Stopping games are simple multi-player sequential games; each player has two actions: to continue or to stop. The game terminates once at least one player decides to stop. The terminal payoff depends on the moment at which the game stopped, on the subset of players who decided to stop at the terminal time, and on a state variable whose evolution is controlled by nature. In other words, the terminal payoff is some stochastic process. If no player ever stops, the payoff is 0 (this is without loss of generality).

Stopping games arise in various contexts: wars of attrition, duels, exiting from a shrinking market to name but a few. Does an equilibrium exist in such games? If the game is played in discrete time and payoffs are discounted, then payoffs are continuous over the strategy space, and an equilibrium exists.
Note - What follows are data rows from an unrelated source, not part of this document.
//! 256-bit hashing

use primitive_types::H256;
use sha3::{Digest, Keccak256, Sha3_256};

/// Member of the Keccak family to hash with.
///
/// The ledger predates FIPS-202 and uses the original Keccak padding. Both
/// variants produce 32 bytes, so picking the wrong one goes unnoticed until a
/// node rejects every call.
#[derive(Debug, Clone, Copy, PartialEq, Eq)]
pub enum HashVariant {
    /// Original Keccak-256 submission (the ledger's hash).
    Keccak256,
    /// Standardized SHA3-256.
    Sha3_256,
}

/// Hash used for function selectors.
pub const SELECTOR_HASH: HashVariant = HashVariant::Keccak256;

/// Compute Keccak-256 hash of the input data
pub fn keccak256(data: &[u8]) -> H256 {
    let mut hasher = Keccak256::new();
    hasher.update(data);
    H256::from_slice(&hasher.finalize())
}

/// Compute SHA3-256 hash of the input data
pub fn sha3_256(data: &[u8]) -> H256 {
    let mut hasher = Sha3_256::new();
    hasher.update(data);
    H256::from_slice(&hasher.finalize())
}

/// Hash `data` with the given variant.
pub fn digest(variant: HashVariant, data: &[u8]) -> H256 {
    match variant {
        HashVariant::Keccak256 => keccak256(data),
        HashVariant::Sha3_256 => sha3_256(data),
    }
}
//! ABI encoding and decoding for contract calls
//!
//! This module provides functionality for:
//! - Parsing type descriptors (`uint256[]`, `bytes32`, `fixed128x18`, ...)
//! - Encoding argument tuples with the head/tail layout
//! - Decoding return values
//! - Computing function selectors
//!
//! # Example
//!
//! ```rust
//! use tessera_sdk::abi::{encode_call, decode_arguments, AbiType, Token};
//! use tessera_sdk::Address;
//!
//! let types: Vec<AbiType> = ["address", "uint256"]
//!     .iter()
//!     .map(|t| t.parse().unwrap())
//!     .collect();
//! let data = encode_call("transfer", &types, &[Token::Address(Address::zero()), Token::uint(1000)])
//!     .unwrap();
//! assert_eq!(data.selector(), [0xa9, 0x05, 0x9c, 0xbb]);
//!
//! let decoded = decode_arguments(&types, data.arguments()).unwrap();
//! assert_eq!(decoded[1], Token::uint(1000));
//! ```

mod decode;
mod encode;
mod grammar;
mod types;

pub use decode::{decode_arguments, decode_value};
pub use encode::{
    encode_arguments, encode_array, encode_call, encode_scalar, encode_value, function_selector,
    selector_of, signature, CallData, EncodedSlot,
};
pub use grammar::parse_type;
pub use types::{AbiType, ArrayKind, BaseKind, I256, Token};

use crate::SdkError;

/// Parse every descriptor in a declared parameter list
pub fn parse_types<S: AsRef<str>>(types: &[S]) -> Result<Vec<AbiType>, SdkError> {
    types.iter().map(|t| parse_type(t.as_ref())).collect()
}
What happens if the game is played in continuous time?

Surprisingly, if there are at least three players, an equilibrium may fail to exist, even if the payoffs are constant (that is, they depend only on the subset of players who decide to stop, and not on the moment at which the game is stopped (and there is no state variable). Consider the game in the following figure:

A three player stopping game

In this game, in every time instant t, player 1 chooses a row, player 2 chooses a column, and player 3 chooses a matrix. Each entry except the (continue,continue,continue) entry corresponds to a situation in which at least one player stops, so that the three-dimensional vector in the entry is the terminal payoff in that situation. The sum of payoffs in every entry is 0, and therefore whatever the players play the sum of their payoffs is 0. Each player who stops alone receives 1, and therefore each one would like to be the first to stop. It is an exercise to verify that the game does not terminate at time t=0: termination at time 0 can happen only if there is a player who stops with probability 1 at time 0, but if, say, player 1 stops at time 0 then it is dominant for player 2 to continue at time t=0, and then it is dominant for player 3 to stop at time t=0, but then it is dominant for player 1 to continue at time t=0.

Thus, in this game, the players stop with some positive probability (that is smaller than 1) at time t=0, and, if the game has not terminated at time 0, each one tries to stop before the other. If the game is played in continuous time, there can be no equilibrium. Don’t worry because the payoff is not discounted; adding a discount factor will not affect the conclusion.

It is interesting to note that in discrete time this game has an equilibrium: in discrete time the players cannot fight about who stops first after time t=0, because the first time in which they can stop after time t=0 is time t=1, so they all stop with some positive probability at time t=1, and, in fact, they stop with positive probability at every discrete time t.

So stopping games are one example in which a game in continuous time does not have an equilibrium, while the corresponding game in discrete time does have an equilibrium.